--- WHAT THE TASK REQUIRES ---
Give the data again exactly as it appears.

START INPUT

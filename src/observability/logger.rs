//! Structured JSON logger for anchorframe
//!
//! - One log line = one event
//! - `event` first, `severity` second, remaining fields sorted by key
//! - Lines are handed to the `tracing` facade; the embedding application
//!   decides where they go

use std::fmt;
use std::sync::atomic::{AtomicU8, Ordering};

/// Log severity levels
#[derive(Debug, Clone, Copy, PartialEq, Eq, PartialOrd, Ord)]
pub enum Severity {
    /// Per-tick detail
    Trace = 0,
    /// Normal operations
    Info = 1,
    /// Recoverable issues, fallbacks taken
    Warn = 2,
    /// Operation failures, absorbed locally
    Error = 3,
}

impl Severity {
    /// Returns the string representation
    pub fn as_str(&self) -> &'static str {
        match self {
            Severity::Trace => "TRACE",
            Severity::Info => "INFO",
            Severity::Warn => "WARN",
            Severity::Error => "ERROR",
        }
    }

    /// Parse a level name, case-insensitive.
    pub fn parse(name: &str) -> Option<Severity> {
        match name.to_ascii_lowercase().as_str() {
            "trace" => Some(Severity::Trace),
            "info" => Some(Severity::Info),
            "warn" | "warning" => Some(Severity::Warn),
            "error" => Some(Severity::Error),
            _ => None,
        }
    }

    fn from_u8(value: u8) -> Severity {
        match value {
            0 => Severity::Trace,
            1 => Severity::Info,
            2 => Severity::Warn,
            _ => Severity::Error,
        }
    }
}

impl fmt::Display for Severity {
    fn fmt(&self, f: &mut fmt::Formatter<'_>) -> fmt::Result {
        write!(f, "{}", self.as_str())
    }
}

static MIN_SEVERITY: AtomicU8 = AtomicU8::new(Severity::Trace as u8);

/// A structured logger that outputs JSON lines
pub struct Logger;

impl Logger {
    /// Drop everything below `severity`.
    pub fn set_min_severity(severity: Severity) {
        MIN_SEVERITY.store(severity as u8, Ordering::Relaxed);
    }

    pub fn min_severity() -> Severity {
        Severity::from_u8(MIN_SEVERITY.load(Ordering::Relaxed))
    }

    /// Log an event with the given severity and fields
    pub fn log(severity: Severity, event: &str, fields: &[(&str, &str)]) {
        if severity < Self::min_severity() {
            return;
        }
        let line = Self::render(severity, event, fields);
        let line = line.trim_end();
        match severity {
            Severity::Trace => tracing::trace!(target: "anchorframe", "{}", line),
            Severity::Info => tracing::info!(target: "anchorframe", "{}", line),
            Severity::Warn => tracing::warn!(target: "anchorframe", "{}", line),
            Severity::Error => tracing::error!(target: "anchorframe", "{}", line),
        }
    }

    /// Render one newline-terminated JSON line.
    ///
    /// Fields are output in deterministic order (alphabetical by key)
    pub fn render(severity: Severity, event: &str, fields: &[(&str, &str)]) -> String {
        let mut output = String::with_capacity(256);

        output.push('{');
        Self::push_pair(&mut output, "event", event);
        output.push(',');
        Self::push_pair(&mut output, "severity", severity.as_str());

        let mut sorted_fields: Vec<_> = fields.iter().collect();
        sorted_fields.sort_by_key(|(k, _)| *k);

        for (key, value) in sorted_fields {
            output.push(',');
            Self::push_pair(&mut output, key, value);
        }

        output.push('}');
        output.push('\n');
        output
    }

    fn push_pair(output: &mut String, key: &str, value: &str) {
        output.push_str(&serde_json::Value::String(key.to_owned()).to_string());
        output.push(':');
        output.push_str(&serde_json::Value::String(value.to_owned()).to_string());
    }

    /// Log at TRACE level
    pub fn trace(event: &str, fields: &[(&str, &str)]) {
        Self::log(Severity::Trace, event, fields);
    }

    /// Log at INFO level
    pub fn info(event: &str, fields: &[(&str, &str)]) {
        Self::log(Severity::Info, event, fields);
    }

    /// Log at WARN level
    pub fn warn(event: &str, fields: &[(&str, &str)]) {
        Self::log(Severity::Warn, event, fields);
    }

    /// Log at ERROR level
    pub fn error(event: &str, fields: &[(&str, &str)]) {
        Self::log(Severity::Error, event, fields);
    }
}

END INPUT

--- SOLUTION TO THE EXERCISE ---
filename src/observability/logger.rs
//! Structured JSON logger for anchorframe
//!
//! - One log line = one event
//! - `event` first, `severity` second, remaining fields sorted by key
//! - Lines are handed to the `tracing` facade; the embedding application
//!   decides where they go

use std::fmt;
use std::sync::atomic::{AtomicU8, Ordering};

/// Log severity levels
#[derive(Debug, Clone, Copy, PartialEq, Eq, PartialOrd, Ord)]
pub enum Severity {
    /// Per-tick detail
    Trace = 0,
    /// Normal operations
    Info = 1,
    /// Recoverable issues, fallbacks taken
    Warn = 2,
    /// Operation failures, absorbed locally
    Error = 3,
}

impl Severity {
    /// Returns the string representation
    pub fn as_str(&self) -> &'static str {
        match self {
            Severity::Trace => "TRACE",
            Severity::Info => "INFO",
            Severity::Warn => "WARN",
            Severity::Error => "ERROR",
        }
    }

    /// Parse a level name, case-insensitive.
    pub fn parse(name: &str) -> Option<Severity> {
        match name.to_ascii_lowercase().as_str() {
            "trace" => Some(Severity::Trace),
            "info" => Some(Severity::Info),
            "warn" | "warning" => Some(Severity::Warn),
            "error" => Some(Severity::Error),
            _ => None,
        }
    }

    fn from_u8(value: u8) -> Severity {
        match value {
            0 => Severity::Trace,
            1 => Severity::Info,
            2 => Severity::Warn,
            _ => Severity::Error,
        }
    }
}

impl fmt::Display for Severity {
    fn fmt(&self, f: &mut fmt::Formatter<'_>) -> fmt::Result {
        write!(f, "{}", self.as_str())
    }
}

static MIN_SEVERITY: AtomicU8 = AtomicU8::new(Severity::Trace as u8);

/// A structured logger that outputs JSON lines
pub struct Logger;

impl Logger {
    /// Drop everything below `severity`.
    pub fn set_min_severity(severity: Severity) {
        MIN_SEVERITY.store(severity as u8, Ordering::Relaxed);
    }

    pub fn min_severity() -> Severity {
        Severity::from_u8(MIN_SEVERITY.load(Ordering::Relaxed))
    }

    /// Log an event with the given severity and fields
    pub fn log(severity: Severity, event: &str, fields: &[(&str, &str)]) {
        if severity < Self::min_severity() {
            return;
        }
        let line = Self::render(severity, event, fields);
        let line = line.trim_end();
        match severity {
            Severity::Trace => tracing::trace!(target: "anchorframe", "{}", line),
            Severity::Info => tracing::info!(target: "anchorframe", "{}", line),
            Severity::Warn => tracing::warn!(target: "anchorframe", "{}", line),
            Severity::Error => tracing::error!(target: "anchorframe", "{}", line),
        }
    }

    /// Render one newline-terminated JSON line.
    ///
    /// Fields are output in deterministic order (alphabetical by key)
    pub fn render(severity: Severity, event: &str, fields: &[(&str, &str)]) -> String {
        let mut output = String::with_capacity(256);

        output.push('{');
        Self::push_pair(&mut output, "event", event);
        output.push(',');
        Self::push_pair(&mut output, "severity", severity.as_str());

        let mut sorted_fields: Vec<_> = fields.iter().collect();
        sorted_fields.sort_by_key(|(k, _)| *k);

        for (key, value) in sorted_fields {
            output.push(',');
            Self::push_pair(&mut output, key, value);
        }

        output.push('}');
        output.push('\n');
        output
    }

    fn push_pair(output: &mut String, key: &str, value: &str) {
        output.push_str(&serde_json::Value::String(key.to_owned()).to_string());
        output.push(':');
        output.push_str(&serde_json::Value::String(value.to_owned()).to_string());
    }

    /// Log at TRACE level
    pub fn trace(event: &str, fields: &[(&str, &str)]) {
        Self::log(Severity::Trace, event, fields);
    }

    /// Log at INFO level
    pub fn info(event: &str, fields: &[(&str, &str)]) {
        Self::log(Severity::Info, event, fields);
    }

    /// Log at WARN level
    pub fn warn(event: &str, fields: &[(&str, &str)]) {
        Self::log(Severity::Warn, event, fields);
    }

    /// Log at ERROR level
    pub fn error(event: &str, fields: &[(&str, &str)]) {
        Self::log(Severity::Error, event, fields);
    }
}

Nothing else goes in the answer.